The Lockup is Up. The Numbers are Ugly
Six months ago, we broke down the IPO math on Netskope and Navan as they came out of the gate. The numbers at IPO looked decent enough on paper — Netskope pricing at $19, Navan in the $25 range, and we noted, as we always do, that the real test would come at lockup.
The lockup is up. Let's talk about what happened.
Netskope (NTSK)
Netskope (NTSK) has dropped from its $19 IPO price to roughly $8.67 as of last Friday — a decline of more than 54% since listing. This is not a story of a broken business. Q4 revenue grew 32% year-over-year to $196 million. ARR hit $811 million. The company turned free cash flow positive for the first time. By every operating metric, Netskope is performing. The market simply doesn't care right now. The lockup expiration on March 13 triggered a wave of selling that sent shares below $8, and a broader narrative about AI threatening legacy cybersecurity software models — the so-called "SaaSpocalypse" — crushed the whole sector along with it. Analysts are calling it a buy at 3x EV/S. The stock is now trading at less than half of what early investors in the November 2025 IPO paid.
Navan (NAVN)
Navan (NAVN) tells a similar story. The corporate travel and expense platform priced at $25, fell 20% on its first day, and has since settled in the low teens. As of last Friday, shares closed at $12.43 — roughly half the peak private valuation. Like Netskope, the fundamentals are actually improving: Q4 revenue of $178 million came in well above estimates, gross booking value surged 42% year-over-year, and the company turned free cash flow positive for the first time. The reward? A stock that has still never recovered its IPO price.

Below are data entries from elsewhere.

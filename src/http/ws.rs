//! `GET /api/events/stream` (§6): server-push only. Each connection
//! subscribes to the broadcaster, forwards every payload it receives as a
//! binary WebSocket frame, and drains (and ignores) anything the client
//! sends. Modeled on `ferrex-server`'s `handle_websocket` split-sink pattern.

use axum::extract::ws::{Message, WebSocket, WebSocketUpgrade};
use axum::extract::State;
use axum::response::Response;
use futures_util::{SinkExt, StreamExt};
use tracing::debug;

use crate::http::AppState;

pub async fn stream_handler(ws: WebSocketUpgrade, State(state): State<AppState>) -> Response {
    ws.on_upgrade(move |socket| handle_socket(socket, state))
}

async fn handle_socket(socket: WebSocket, state: AppState) {
    let (id, mut rx) = state.broadcaster.subscribe();
    let (mut sink, mut stream) = socket.split();

    let forward = async {
        while let Some(payload) = rx.recv().await {
            if sink.send(Message::Binary(payload)).await.is_err() {
                break;
            }
        }
    };

    let drain = async {
        while let Some(msg) = stream.next().await {
            match msg {
                Ok(Message::Close(_)) | Err(_) => break,
                Ok(_) => {}
            }
        }
    };

    tokio::select! {
        _ = forward => {}
        _ = drain => {}
    }

    state.broadcaster.unsubscribe(id);
    debug!(%id, "websocket subscriber disconnected");
}
use std::sync::{Arc, Mutex as StdMutex};

use clap::Parser;
use tokio::signal;
use tokio_util::sync::CancellationToken;
use tracing::{error, info};
use tracing_subscriber::EnvFilter;

use healthmon::broadcast::Broadcaster;
use healthmon::config::Config;
use healthmon::engine::BollardEngine;
use healthmon::error::Result;
use healthmon::heal::HealScanner;
use healthmon::http::{self, AppState};
use healthmon::notify::Notifier;
use healthmon::reconcile::reconcile;
use healthmon::reducer::Reducer;
use healthmon::store::Store;
use healthmon::tracker::RestartTracker;

/// Watches a container engine's event stream and serves the derived health
/// feed over HTTP/WebSocket. Configuration is read entirely from the
/// environment (§6); see `Config::from_env` for the variable table.
#[derive(Parser, Debug)]
#[command(author, version, about, long_about = None)]
struct Args {
    /// Serve the static dashboard bundle from this directory, if given.
    #[arg(long)]
    static_dir: Option<String>,
}

#[tokio::main]
async fn main() -> std::result::Result<(), Box<dyn std::error::Error>> {
    tracing_subscriber::fmt()
        .with_env_filter(EnvFilter::try_from_default_env().unwrap_or_else(|_| EnvFilter::new("info")))
        .init();

    let args = Args::parse();
    let config = Config::from_env();

    if let Err(e) = run(config, args.static_dir).await {
        error!(error = %e, "healthmon exited with an error");
        return Err(e.into());
    }
    Ok(())
}

async fn run(config: Config, static_dir: Option<String>) -> Result<()> {
    let store = Arc::new(Store::open(&config.db_path)?);
    let engine = BollardEngine::connect(&config.engine_host)?;
    let tracker = Arc::new(StdMutex::new(RestartTracker::new(
        config.restart_window,
        config.restart_threshold,
    )));
    let broadcaster = Arc::new(Broadcaster::new());
    let notifier = if config.tg_enabled {
        Some(Arc::new(Notifier::new(config.tg_token.clone(), config.tg_chat_id.clone())))
    } else {
        None
    };

    info!("running startup reconciliation");
    reconcile(&engine, &store, &tracker, config.restart_window).await?;

    let cancel = CancellationToken::new();

    let reducer = Reducer::new(Box::new(engine), store.clone(), tracker.clone(), broadcaster.clone(), notifier.clone());
    let reducer_cancel = cancel.clone();
    let reducer_task = tokio::spawn(async move { reducer.run(reducer_cancel).await });

    let heal_scanner = HealScanner::new(store.clone(), tracker.clone(), broadcaster.clone(), notifier.clone(), config.restart_window);
    let heal_cancel = cancel.clone();
    let heal_task = tokio::spawn(async move { heal_scanner.run(heal_cancel).await });

    let app_state = AppState {
        store: store.clone(),
        broadcaster: broadcaster.clone(),
    };
    let router = http::router(app_state, &config.ws_origins, static_dir.as_deref());
    let listener = tokio::net::TcpListener::bind(config.http_socket_addr()).await?;
    info!(addr = %config.http_socket_addr(), "http server listening");
    let http_cancel = cancel.clone();
    let http_task = tokio::spawn(async move {
        axum::serve(listener, router)
            .with_graceful_shutdown(async move { http_cancel.cancelled().await })
            .await
    });

    let mut reducer_failure = None;

    tokio::select! {
        _ = signal::ctrl_c() => {
            info!("ctrl-c received, shutting down");
            cancel.cancel();
        }
        result = reducer_task => {
            cancel.cancel();
            match result {
                Ok(Err(e)) => {
                    error!(error = %e, "reducer task failed, shutting down");
                    reducer_failure = Some(e);
                }
                Err(join_err) => {
                    error!(error = %join_err, "reducer task panicked");
                }
                Ok(Ok(())) => {}
            }
        }
    }

    let _ = heal_task.await;
    // §5: the HTTP server gets a 5s grace period to drain in-flight requests
    // after graceful_shutdown sees the cancellation token fire.
    if tokio::time::timeout(std::time::Duration::from_secs(5), http_task).await.is_err() {
        error!("http server did not shut down within its grace period");
    }

    match reducer_failure {
        Some(e) => Err(e),
        None => Ok(()),
    }
}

Two different industries. Two genuinely improving businesses. Two stocks that have cut investors' returns in half.
What is Actually Going On
We wrote in February that 2026 would be a structurally different market: fewer winners, larger checks, longer hold periods, and capital consolidating among a small number of elite names. Netskope and Navan are case studies in exactly that dynamic playing out at the public market level.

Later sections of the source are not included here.